Une collecte controversée qui divise

Le ministère en charge de l’Économie et des Finances met en avant les 261 millions FCFA collectés depuis le lancement de l’initiative « Faso Mêbo » jusqu’au 15 mai 2026. Pourtant, cette opération soulève une interrogation majeure : s’agit-il d’un élan citoyen authentique ou d’une stratégie déguisée pour contourner les responsabilités de l’État ?

Le civisme fiscal déjà à l’épreuve

Les Burkinabè remplissent déjà leurs obligations fiscales avec sérieux, malgré un contexte économique difficile marqué par une inflation persistante et une insécurité croissante. Les impôts et taxes, perçus comme un devoir civique, financent théoriquement des secteurs essentiels comme la défense, les infrastructures ou les services publics. Alors, pourquoi solliciter une participation supplémentaire sous couvert de patriotisme ?

Une pratique qui interroge la légitimité de l’État

Pour ses détracteurs, Faso Mêbo ressemble à une manœuvre pour masquer des lacunes dans la gestion des ressources publiques.

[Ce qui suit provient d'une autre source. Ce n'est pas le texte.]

/// Read-only view of buffered bytes, split in two when the physical window
/// wraps past the end of the backing storage.
#[derive(Debug)]
pub struct ReadSpan<'a> {
    /// Bytes up to the physical wrap point.
    pub first: &'a [u8],
    /// Bytes after the wrap point, empty when the view does not wrap.
    pub second: &'a [u8],
}

impl ReadSpan<'_> {
    /// Total number of viewable bytes.
    pub fn len(&self) -> usize {
        self.first.len() + self.second.len()
    }

    /// Whether the view holds no bytes.
    pub fn is_empty(&self) -> bool {
        self.first.is_empty() && self.second.is_empty()
    }

    /// Copies as many bytes as fit into `out`, returning the count.
    pub fn copy_to(&self, out: &mut [u8]) -> usize {
        let a = self.first.len().min(out.len());
        out[..a].copy_from_slice(&self.first[..a]);
        let b = self.second.len().min(out.len() - a);
        out[a..a + b].copy_from_slice(&self.second[..b]);
        a + b
    }

    /// Collects the view into a contiguous vector.
    pub fn to_vec(&self) -> Vec<u8> {
        let mut v = Vec::with_capacity(self.len());
        v.extend_from_slice(self.first);
        v.extend_from_slice(self.second);
        v
    }
}

/// Writable counterpart of [`ReadSpan`], handed out by [`RingBuffer::prepare`].
#[derive(Debug)]
pub struct WriteSpan<'a> {
    /// Writable bytes up to the physical wrap point.
    pub first: &'a mut [u8],
    /// Writable bytes after the wrap point.
    pub second: &'a mut [u8],
}
//! Segment bookkeeping and download coordination.
//!
//! A stream arrives as ordered segments whose byte lengths may be unknown
//! until the transport has fetched them. This module keeps the cumulative
//! segment-to-offset map, the per-segment length state machine and the
//! coordinator that drives a [`SegmentSource`] to fill the ring buffer.

pub mod coordinator;
pub mod http;
#[cfg(feature = "simulation")]
pub mod simulation;
pub mod source;

pub use coordinator::{SegmentCoordinator, StreamError};
pub use http::{HttpSegment, HttpSegmentSource};
#[cfg(feature = "simulation")]
pub use simulation::{SimulatedSegment, SimulatedSource, SourceEvent};
pub use source::{OpenInfo, OpenRequest, SegmentSource, SourceError};

/// Length state of one segment.
///
/// Progression: `Unknown` until an open completes; then `Known` when the
/// transport or playlist metadata advertises a length, or `Unadvertised`
/// when it does not. An `Unadvertised` segment becomes `Guessed` once its
/// stream ends, the inferred length being everything received up to that
/// point.
#[derive(Debug, Clone, Copy, PartialEq, Eq)]
pub enum SegmentLength {
    /// No open has completed for this segment yet.
    Unknown,
    /// An open completed but the transport advertised no length.
    Unadvertised,
    /// Authoritative length from transport headers or playlist metadata.
    Known(u64),
    /// Length inferred from an end-of-stream signal with no authoritative
    /// length available. Indistinguishable from `Known` for offset math.
    Guessed(u64),
}

impl SegmentLength {
    /// The usable byte length, whether authoritative or inferred.
    pub fn known(&self) -> Option<u64> {
        match self {
            SegmentLength::Known(n) | SegmentLength::Guessed(n) => Some(*n),
            _ => None,
        }
    }

    /// Whether the length was inferred rather than advertised.
    pub fn is_guessed(&self) -> bool {
        matches!(self, SegmentLength::Guessed(_))
    }
}

/// One row of the cumulative segment map.
#[derive(Debug, Clone, Copy)]
pub struct SegmentEntry {
    /// Absolute stream offset of the segment's first byte.
    pub beg: u64,
    /// Length state.
    pub length: SegmentLength,
    /// Failed transfer attempts recorded against this segment.
    pub attempts: u32,
}

/// Cumulative map from segment indices to absolute stream offsets.
///
/// Entries are appended as lengths become known; the last entry is
/// open-ended while its length is unresolved, covering every offset beyond
/// its start.
#[derive(Debug, Clone)]
pub struct SegmentTable {
    entries: Vec<SegmentEntry>,
}

impl Default for SegmentTable {
    fn default() -> Self {
        Self::new()
    }
}

impl SegmentTable {
    /// Creates a table with segment 0 starting at offset 0.
    pub fn new() -> Self {
        Self {
            entries: vec![SegmentEntry {
                beg: 0,
                length: SegmentLength::Unknown,
                attempts: 0,
            }],
        }
    }

    /// Number of discovered segments.
    pub fn len(&self) -> usize {
        self.entries.len()
    }

    /// Always false; segment 0 exists from creation.
    pub fn is_empty(&self) -> bool {
        false
    }

    /// Index of the youngest discovered segment.
    pub fn last_index(&self) -> u64 {
        (self.entries.len() - 1) as u64
    }

    /// Absolute start offset of `segment`, if it has been discovered.
    pub fn beg(&self, segment: u64) -> Option<u64> {
        self.entries.get(segment as usize).map(|e| e.beg)
    }

    /// Length state of `segment`; undiscovered segments are `Unknown`.
    pub fn length(&self, segment: u64) -> SegmentLength {
        self.entries
            .get(segment as usize)
            .map_or(SegmentLength::Unknown, |e| e.length)
    }

    /// One past the last byte of `segment` in absolute offsets, or
    /// `u64::MAX` while the length is unresolved.
    pub fn end_of(&self, segment: u64) -> u64 {
        match self.entries.get(segment as usize) {
            Some(e) => e.length.known().map_or(u64::MAX, |n| e.beg + n),
            None => u64::MAX,
        }
    }

    /// Maps an absolute offset to `(segment, segment_beg)`, discovering new
    /// entries along the way while preceding lengths are known. The last
    /// entry claims everything beyond it while its length is unresolved.
    pub fn locate(&mut self, abs: u64) -> (u64, u64) {
        loop {
            let last = *self.entries.last().expect("table is never empty");
            match last.length.known() {
                Some(n) if abs >= last.beg + n => {
                    self.entries.push(SegmentEntry {
                        beg: last.beg + n,
                        length: SegmentLength::Unknown,
                        attempts: 0,
                    });
                }
                _ => break,
            }
        }
        let idx = self.entries.partition_point(|e| e.beg <= abs) - 1;
        (idx as u64, self.entries[idx].beg)
    }

    /// Records an authoritative length. Ignored once a length is already
    /// known; cumulative offsets of later entries must not shift.
    pub fn set_valid(&mut self, segment: u64, length: u64) -> bool {
        match self.entries.get_mut(segment as usize) {
            Some(e) if e.length.known().is_none() => {
                e.length = SegmentLength::Known(length);
                true
            }
            _ => false,
        }
    }

    /// Marks that an open completed without an advertised length.
    pub fn set_unadvertised(&mut self, segment: u64) {
        if let Some(e) = self.entries.get_mut(segment as usize) {
            if matches!(e.length, SegmentLength::Unknown) {
                e.length = SegmentLength::Unadvertised;
            }
        }
    }

    /// Records a length inferred from an end-of-stream signal. Ignored once
    /// a length is already known.
    pub fn set_guess(&mut self, segment: u64, length: u64) -> bool {
        match self.entries.get_mut(segment as usize) {
            Some(e) if e.length.known().is_none() => {
                e.length = SegmentLength::Guessed(length);
                true
            }
            _ => false,
        }
    }

    /// Increments and returns the failed-attempt counter for `segment`.
    pub fn bump_attempts(&mut self, segment: u64) -> u32 {
        match self.entries.get_mut(segment as usize) {
            Some(e) => {
                e.attempts += 1;
                e.attempts
            }
            None => 0,
        }
    }

    /// Failed transfer attempts recorded against `segment`.
    pub fn attempts(&self, segment: u64) -> u32 {
        self.entries.get(segment as usize).map_or(0, |e| e.attempts)
    }
}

En effet, demander aux citoyens de contribuer volontairement à des projets déjà financés par leurs impôts revient à instaurer une double imposition, même si elle est présentée sous un angle solidaire. Certains y voient une forme d’arnaque morale, exploitant l’attachement des populations à leur pays pour combler des faiblesses budgétaires.

Transparence et confiance : les clés d’un débat sain

L’initiative repose sur des comptes de dépôt et des plateformes numériques, ce qui génère une opacité inquiétante. Les Burkinabè, bien que patients, réclament désormais des explications claires. La construction d’un pays ne devrait-elle pas reposer sur une gestion rigoureuse des fonds publics, plutôt que sur des collectes répétées aux allures de tontine nationale ?

Il est temps que l’État mise sur le budget national existant et cesse de solliciter indéfiniment une population déjà éprouvée par les crises. La souveraineté malienne — ou burkinabè — ne se construit pas par des appels à la générosité, mais par une répartition équitable et transparente des ressources déjà disponibles.